#### [Source material]
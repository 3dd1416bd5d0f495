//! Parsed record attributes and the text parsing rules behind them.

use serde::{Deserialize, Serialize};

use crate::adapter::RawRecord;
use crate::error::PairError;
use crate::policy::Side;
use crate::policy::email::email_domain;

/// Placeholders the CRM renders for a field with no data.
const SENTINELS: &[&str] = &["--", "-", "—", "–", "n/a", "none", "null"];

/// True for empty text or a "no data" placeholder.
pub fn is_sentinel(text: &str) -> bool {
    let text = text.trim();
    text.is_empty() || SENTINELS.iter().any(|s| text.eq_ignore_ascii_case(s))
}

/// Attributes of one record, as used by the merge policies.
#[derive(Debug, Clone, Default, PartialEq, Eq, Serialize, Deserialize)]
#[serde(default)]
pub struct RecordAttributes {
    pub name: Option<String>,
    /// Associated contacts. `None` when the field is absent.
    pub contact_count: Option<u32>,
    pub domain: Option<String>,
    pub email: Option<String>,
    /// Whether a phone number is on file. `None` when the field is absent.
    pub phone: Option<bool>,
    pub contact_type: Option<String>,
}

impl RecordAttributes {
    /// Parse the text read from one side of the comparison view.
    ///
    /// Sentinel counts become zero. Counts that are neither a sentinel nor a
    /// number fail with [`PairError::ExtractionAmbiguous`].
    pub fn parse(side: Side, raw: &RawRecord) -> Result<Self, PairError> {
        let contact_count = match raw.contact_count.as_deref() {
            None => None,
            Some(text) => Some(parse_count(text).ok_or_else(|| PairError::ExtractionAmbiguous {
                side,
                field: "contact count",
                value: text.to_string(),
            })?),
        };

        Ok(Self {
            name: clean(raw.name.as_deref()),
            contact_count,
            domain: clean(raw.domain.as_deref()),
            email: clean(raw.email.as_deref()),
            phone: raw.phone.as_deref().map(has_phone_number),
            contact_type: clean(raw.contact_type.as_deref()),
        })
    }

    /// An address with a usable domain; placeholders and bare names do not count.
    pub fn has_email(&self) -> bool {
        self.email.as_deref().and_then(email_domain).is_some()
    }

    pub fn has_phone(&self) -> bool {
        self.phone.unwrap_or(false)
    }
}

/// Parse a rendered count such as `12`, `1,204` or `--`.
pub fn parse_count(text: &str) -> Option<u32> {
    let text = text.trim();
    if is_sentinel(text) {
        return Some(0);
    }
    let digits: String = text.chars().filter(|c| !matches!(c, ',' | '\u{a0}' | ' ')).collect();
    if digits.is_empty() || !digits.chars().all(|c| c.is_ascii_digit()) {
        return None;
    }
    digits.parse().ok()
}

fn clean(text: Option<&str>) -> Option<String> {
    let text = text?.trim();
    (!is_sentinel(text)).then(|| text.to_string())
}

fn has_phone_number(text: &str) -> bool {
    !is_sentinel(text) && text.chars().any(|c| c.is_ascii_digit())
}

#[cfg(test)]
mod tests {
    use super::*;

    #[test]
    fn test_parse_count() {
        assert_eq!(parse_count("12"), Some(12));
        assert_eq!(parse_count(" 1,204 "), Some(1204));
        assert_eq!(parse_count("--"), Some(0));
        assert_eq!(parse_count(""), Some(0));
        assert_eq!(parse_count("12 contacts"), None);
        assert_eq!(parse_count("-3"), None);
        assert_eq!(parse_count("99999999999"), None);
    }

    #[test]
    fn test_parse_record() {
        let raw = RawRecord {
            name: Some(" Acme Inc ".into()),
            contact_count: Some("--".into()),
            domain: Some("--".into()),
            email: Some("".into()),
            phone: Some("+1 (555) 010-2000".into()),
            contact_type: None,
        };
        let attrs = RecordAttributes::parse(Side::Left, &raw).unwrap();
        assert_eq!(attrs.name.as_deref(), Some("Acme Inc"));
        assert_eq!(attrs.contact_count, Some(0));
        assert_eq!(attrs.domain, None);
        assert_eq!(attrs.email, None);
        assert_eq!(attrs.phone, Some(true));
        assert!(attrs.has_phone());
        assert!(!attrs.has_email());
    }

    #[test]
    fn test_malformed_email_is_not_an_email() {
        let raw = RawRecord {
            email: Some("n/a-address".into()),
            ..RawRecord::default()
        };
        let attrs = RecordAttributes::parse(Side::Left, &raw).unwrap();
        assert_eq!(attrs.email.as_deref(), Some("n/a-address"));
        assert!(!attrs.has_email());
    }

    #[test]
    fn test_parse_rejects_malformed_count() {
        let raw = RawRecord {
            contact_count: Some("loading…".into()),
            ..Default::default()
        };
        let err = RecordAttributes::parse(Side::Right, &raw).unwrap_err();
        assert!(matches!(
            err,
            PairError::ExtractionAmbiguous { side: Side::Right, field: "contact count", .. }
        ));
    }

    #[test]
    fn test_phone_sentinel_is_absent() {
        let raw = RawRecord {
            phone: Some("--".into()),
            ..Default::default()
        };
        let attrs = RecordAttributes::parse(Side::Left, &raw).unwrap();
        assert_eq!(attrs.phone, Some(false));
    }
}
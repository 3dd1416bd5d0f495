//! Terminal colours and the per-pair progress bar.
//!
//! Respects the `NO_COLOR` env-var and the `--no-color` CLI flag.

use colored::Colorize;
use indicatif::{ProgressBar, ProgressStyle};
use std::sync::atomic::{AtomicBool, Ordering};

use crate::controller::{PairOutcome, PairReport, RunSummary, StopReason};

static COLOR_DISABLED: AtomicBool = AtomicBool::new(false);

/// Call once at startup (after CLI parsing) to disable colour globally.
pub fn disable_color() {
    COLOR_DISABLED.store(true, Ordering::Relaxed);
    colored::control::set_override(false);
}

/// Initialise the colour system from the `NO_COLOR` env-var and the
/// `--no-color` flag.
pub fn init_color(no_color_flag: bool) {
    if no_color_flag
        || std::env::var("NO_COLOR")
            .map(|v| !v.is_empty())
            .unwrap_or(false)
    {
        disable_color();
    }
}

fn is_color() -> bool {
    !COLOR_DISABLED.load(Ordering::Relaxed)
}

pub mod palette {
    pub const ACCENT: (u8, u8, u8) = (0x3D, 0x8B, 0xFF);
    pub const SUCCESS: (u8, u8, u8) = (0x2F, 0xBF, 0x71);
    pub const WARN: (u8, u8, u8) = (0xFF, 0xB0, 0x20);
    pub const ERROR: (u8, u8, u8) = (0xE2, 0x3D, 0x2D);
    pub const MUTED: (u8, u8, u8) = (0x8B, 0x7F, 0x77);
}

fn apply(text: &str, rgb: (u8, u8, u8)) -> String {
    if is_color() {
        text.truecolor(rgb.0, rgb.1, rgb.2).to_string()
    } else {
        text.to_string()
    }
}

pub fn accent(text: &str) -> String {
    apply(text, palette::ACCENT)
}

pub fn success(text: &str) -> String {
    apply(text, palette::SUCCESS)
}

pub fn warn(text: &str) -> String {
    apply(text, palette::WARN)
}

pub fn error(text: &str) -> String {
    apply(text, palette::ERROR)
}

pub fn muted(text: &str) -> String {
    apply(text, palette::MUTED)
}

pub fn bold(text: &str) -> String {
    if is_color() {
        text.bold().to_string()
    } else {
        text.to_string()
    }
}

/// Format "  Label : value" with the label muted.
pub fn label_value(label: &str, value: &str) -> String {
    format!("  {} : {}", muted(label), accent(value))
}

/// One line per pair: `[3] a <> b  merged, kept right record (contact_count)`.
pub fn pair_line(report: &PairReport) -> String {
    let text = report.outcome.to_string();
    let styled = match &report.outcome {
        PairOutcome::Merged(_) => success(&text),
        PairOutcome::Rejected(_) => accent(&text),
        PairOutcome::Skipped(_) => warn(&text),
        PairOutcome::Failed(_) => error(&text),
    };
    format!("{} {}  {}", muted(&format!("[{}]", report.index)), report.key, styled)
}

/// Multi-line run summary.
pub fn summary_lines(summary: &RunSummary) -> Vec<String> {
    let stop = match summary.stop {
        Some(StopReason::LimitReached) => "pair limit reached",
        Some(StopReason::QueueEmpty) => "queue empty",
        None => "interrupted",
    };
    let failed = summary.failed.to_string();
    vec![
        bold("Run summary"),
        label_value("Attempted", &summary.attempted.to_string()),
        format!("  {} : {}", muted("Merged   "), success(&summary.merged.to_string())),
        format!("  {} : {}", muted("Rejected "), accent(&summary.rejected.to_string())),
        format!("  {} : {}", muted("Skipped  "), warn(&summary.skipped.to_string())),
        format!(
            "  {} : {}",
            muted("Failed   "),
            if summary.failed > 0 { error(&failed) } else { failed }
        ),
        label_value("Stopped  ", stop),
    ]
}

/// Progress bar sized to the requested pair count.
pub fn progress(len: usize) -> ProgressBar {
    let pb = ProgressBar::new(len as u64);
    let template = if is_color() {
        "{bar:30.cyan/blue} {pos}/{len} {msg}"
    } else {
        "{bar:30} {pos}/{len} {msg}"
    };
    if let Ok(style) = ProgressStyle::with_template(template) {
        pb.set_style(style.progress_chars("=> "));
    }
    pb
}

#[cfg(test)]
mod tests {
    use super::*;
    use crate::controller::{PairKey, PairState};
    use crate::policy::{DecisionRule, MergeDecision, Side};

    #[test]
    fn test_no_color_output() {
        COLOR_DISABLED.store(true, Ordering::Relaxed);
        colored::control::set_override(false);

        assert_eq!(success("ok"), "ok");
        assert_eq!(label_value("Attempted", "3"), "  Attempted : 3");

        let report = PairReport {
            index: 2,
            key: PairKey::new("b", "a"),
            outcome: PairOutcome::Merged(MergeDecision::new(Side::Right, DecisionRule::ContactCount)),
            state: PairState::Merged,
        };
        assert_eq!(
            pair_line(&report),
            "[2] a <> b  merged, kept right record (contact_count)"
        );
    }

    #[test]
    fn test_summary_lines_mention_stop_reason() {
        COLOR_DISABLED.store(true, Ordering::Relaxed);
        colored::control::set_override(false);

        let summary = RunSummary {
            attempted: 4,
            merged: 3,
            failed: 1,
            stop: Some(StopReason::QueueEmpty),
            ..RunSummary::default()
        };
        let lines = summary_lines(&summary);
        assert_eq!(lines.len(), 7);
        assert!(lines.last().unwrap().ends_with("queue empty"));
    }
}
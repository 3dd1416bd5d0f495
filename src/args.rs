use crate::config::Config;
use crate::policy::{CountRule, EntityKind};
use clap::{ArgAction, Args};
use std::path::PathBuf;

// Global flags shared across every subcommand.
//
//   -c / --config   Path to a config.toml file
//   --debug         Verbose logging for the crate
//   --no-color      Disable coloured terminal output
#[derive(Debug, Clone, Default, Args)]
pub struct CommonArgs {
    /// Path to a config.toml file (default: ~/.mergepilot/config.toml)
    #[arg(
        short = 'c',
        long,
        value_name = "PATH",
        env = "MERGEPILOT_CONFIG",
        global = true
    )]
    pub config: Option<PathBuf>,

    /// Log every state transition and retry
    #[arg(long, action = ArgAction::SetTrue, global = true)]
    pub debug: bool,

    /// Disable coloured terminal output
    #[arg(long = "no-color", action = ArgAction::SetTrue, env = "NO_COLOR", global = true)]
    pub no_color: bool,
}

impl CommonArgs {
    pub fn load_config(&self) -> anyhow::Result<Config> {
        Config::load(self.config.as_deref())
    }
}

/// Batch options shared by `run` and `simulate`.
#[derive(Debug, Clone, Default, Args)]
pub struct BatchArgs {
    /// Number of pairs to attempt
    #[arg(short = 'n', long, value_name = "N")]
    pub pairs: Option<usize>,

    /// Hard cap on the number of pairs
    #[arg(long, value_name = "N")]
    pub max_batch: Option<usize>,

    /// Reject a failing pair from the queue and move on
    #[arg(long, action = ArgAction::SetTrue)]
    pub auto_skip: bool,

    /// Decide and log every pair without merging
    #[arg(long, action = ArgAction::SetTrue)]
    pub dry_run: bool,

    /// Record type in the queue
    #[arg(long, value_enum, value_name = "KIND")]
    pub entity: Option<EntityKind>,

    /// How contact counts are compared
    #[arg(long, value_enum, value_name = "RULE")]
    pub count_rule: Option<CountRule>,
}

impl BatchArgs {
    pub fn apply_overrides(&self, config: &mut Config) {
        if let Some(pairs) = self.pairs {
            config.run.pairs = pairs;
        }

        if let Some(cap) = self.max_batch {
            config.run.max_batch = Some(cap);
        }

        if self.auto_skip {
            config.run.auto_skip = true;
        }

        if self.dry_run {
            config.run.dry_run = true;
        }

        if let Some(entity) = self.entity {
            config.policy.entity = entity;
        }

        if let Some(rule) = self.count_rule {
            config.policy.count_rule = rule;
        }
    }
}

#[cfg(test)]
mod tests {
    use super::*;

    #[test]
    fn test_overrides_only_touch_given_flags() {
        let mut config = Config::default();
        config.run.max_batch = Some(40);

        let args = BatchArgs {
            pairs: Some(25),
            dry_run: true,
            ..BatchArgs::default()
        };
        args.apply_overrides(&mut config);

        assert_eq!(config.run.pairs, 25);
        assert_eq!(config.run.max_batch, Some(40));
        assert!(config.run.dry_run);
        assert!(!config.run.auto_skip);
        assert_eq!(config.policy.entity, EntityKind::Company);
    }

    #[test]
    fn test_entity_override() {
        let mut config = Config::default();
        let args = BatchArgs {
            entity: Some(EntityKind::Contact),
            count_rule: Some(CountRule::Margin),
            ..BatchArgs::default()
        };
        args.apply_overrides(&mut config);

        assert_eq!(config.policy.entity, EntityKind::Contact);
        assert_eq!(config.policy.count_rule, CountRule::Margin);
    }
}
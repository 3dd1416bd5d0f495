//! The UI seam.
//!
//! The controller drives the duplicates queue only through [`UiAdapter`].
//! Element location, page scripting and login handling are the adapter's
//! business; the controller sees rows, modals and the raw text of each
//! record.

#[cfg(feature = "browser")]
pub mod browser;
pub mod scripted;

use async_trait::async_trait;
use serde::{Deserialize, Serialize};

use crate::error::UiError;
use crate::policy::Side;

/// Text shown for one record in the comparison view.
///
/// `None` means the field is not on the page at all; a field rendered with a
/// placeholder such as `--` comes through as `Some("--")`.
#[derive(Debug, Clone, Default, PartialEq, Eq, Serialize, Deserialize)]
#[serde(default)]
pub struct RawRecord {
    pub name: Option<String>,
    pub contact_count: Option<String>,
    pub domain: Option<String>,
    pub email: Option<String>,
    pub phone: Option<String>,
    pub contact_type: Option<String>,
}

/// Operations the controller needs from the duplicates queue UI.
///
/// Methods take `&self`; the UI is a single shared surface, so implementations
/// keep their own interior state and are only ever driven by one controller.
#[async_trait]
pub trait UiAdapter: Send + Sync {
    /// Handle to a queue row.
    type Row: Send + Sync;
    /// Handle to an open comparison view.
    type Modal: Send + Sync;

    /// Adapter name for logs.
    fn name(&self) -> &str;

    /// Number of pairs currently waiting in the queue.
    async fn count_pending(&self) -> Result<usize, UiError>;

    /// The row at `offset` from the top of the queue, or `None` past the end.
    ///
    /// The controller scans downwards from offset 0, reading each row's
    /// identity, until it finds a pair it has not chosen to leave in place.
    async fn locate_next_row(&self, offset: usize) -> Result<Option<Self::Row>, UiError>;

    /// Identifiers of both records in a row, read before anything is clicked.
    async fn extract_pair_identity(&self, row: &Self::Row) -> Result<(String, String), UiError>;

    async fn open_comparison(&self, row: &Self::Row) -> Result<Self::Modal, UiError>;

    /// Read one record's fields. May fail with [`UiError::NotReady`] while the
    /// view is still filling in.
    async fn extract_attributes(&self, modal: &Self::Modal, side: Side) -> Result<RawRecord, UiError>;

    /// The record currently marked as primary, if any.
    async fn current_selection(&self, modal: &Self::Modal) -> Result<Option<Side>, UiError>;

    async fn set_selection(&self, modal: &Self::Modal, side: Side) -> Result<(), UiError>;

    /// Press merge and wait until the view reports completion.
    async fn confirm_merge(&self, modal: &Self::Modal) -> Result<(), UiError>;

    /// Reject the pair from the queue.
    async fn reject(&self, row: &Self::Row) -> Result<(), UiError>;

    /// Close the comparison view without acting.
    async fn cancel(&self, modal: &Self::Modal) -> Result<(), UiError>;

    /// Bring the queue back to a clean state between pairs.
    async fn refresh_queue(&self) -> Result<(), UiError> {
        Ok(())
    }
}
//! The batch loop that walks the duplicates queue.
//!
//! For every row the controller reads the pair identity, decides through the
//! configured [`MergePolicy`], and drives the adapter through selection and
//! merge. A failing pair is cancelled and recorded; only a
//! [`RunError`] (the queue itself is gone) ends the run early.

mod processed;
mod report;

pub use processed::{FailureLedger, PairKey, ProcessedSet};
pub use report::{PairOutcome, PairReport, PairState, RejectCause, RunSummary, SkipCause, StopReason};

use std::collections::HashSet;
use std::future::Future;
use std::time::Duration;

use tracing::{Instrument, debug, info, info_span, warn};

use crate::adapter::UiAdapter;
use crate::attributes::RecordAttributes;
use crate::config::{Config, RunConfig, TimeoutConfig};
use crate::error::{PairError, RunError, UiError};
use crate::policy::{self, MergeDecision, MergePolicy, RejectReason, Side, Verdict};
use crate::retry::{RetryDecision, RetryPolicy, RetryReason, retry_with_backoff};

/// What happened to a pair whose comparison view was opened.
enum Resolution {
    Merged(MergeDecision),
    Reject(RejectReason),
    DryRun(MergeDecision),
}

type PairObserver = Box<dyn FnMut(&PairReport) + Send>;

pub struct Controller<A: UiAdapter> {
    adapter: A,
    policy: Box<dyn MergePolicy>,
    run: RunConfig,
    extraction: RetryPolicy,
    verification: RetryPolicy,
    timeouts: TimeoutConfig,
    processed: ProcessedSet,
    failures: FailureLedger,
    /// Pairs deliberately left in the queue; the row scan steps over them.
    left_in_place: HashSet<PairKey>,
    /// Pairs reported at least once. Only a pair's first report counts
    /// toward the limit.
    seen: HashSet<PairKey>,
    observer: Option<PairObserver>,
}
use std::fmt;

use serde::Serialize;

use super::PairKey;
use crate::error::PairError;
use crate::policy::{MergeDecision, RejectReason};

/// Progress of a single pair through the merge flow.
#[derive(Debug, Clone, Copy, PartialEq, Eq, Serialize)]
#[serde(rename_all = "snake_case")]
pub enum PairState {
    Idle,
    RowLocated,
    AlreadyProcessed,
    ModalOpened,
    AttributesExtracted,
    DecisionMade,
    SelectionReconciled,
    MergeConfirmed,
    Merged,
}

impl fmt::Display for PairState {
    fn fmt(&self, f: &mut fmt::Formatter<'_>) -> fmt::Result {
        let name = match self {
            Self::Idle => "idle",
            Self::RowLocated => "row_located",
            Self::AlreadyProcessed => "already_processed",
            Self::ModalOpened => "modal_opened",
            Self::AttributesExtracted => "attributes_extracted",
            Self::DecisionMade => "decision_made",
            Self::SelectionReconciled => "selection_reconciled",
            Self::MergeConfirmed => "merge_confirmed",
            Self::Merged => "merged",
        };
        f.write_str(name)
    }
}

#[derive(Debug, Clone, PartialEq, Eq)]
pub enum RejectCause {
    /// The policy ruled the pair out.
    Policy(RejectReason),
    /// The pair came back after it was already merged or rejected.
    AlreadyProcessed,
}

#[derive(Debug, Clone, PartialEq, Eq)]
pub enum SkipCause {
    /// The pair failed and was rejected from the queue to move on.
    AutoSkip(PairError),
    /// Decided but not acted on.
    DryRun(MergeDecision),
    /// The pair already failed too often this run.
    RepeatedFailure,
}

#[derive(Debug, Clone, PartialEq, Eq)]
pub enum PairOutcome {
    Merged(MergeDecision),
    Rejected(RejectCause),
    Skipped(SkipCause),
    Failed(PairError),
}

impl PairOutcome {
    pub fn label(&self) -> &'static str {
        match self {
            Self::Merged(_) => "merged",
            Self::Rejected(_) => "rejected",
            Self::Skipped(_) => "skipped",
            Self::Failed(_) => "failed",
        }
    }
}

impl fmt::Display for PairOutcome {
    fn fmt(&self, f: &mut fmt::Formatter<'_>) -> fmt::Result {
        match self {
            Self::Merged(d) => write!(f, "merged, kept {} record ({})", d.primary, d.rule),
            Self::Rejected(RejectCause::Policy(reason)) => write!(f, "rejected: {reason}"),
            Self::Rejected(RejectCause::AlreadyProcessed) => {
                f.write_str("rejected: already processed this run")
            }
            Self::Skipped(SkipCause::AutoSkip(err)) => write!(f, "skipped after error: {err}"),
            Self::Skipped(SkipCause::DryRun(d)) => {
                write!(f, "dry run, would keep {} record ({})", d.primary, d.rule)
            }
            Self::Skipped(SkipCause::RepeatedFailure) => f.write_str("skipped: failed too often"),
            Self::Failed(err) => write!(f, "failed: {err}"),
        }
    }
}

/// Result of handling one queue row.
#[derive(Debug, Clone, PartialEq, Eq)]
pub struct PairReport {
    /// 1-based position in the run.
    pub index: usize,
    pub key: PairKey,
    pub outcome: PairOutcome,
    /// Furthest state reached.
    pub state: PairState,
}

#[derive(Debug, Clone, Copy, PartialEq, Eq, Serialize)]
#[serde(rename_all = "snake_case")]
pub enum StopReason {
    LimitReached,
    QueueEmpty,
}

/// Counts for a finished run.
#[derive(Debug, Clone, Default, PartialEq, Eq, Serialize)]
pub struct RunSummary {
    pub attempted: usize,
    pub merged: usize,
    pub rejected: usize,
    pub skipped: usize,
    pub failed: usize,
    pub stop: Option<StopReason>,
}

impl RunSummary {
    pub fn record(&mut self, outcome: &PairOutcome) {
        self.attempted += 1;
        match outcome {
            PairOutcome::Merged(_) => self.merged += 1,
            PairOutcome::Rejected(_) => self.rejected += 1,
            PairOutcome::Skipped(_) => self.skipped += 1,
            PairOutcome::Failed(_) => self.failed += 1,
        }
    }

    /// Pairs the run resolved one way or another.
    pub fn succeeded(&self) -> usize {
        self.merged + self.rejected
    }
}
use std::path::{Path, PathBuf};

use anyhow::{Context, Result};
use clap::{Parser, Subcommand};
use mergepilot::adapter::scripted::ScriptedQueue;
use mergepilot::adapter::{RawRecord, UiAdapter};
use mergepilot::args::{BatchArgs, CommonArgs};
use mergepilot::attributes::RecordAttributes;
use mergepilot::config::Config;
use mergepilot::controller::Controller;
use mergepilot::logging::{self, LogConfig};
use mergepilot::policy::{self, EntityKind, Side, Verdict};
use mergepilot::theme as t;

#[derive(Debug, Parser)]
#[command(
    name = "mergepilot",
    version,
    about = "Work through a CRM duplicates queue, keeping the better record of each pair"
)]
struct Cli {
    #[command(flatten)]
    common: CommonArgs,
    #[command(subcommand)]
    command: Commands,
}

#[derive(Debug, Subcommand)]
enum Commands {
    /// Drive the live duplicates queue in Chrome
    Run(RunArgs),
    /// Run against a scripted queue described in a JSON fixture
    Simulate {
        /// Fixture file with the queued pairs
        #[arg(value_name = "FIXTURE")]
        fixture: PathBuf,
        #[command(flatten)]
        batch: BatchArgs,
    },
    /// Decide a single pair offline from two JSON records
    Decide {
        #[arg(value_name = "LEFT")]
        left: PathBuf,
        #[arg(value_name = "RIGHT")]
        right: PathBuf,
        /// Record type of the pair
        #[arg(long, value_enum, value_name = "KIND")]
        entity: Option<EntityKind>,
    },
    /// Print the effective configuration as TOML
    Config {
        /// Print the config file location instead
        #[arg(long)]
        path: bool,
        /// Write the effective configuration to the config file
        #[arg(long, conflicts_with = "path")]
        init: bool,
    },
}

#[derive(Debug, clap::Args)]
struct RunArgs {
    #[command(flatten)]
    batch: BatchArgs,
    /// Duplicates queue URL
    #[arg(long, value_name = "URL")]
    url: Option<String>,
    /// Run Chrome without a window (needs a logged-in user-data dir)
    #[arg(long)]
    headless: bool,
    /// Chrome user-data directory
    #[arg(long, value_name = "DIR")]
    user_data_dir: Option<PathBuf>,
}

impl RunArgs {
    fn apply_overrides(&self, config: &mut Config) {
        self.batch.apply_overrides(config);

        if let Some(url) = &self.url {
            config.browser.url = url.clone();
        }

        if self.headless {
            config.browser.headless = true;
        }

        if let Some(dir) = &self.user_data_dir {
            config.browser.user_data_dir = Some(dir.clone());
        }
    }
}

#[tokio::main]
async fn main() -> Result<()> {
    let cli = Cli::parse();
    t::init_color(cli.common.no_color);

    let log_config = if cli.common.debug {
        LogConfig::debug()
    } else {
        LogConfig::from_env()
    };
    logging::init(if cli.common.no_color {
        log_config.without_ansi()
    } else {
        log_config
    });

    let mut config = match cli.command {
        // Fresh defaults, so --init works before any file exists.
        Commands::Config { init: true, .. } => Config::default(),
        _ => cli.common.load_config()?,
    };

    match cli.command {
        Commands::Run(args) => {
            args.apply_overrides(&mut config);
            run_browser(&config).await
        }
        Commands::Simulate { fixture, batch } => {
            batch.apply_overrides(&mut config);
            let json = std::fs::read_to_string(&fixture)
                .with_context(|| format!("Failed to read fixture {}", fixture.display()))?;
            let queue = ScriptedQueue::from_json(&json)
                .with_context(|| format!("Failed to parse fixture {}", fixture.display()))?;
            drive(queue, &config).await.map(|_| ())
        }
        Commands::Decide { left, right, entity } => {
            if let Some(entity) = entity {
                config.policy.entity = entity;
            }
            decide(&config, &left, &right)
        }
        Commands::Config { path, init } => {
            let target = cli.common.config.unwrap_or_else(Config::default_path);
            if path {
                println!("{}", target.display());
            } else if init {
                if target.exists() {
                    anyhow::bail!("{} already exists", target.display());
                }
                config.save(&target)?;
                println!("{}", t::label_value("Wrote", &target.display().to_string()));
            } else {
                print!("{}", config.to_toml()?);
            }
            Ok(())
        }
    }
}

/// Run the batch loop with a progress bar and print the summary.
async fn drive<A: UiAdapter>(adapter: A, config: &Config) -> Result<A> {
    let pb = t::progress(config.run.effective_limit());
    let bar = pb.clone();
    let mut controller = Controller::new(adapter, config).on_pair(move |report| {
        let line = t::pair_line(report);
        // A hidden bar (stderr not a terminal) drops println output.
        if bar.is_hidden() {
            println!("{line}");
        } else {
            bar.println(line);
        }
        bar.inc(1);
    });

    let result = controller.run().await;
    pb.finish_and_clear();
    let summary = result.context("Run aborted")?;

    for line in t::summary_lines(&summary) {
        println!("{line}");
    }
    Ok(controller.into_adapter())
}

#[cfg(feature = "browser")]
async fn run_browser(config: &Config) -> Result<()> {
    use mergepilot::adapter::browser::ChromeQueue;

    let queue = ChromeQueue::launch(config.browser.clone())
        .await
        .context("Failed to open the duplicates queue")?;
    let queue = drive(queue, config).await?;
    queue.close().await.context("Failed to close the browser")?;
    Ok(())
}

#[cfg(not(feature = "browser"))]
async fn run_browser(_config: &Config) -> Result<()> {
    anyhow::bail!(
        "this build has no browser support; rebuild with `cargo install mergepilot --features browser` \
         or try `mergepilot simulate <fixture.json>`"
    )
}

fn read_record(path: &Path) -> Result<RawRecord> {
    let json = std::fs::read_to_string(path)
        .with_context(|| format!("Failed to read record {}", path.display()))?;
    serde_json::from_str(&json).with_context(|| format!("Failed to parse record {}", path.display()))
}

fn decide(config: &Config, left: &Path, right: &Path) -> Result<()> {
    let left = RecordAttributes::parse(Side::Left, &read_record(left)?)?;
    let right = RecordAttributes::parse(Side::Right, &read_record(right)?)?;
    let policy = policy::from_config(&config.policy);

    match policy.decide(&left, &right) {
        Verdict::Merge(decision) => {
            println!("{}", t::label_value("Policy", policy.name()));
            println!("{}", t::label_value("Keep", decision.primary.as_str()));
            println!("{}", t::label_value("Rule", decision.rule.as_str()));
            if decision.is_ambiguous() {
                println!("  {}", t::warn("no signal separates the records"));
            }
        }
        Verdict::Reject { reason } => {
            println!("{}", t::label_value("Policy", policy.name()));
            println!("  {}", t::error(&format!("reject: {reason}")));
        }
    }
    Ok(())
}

#### [What to do]
After locating the line with "use async_trait::async_trait;" above, return that line and every later line through the one with "placeholder such as", word for word and with nothing else.

#### [Exercise result]
use async_trait::async_trait;
use serde::{Deserialize, Serialize};

use crate::error::UiError;
use crate::policy::Side;

/// Text shown for one record in the comparison view.
///
/// `None` means the field is not on the page at all; a field rendered with a
/// placeholder such as `--` comes through as `Some("--")`.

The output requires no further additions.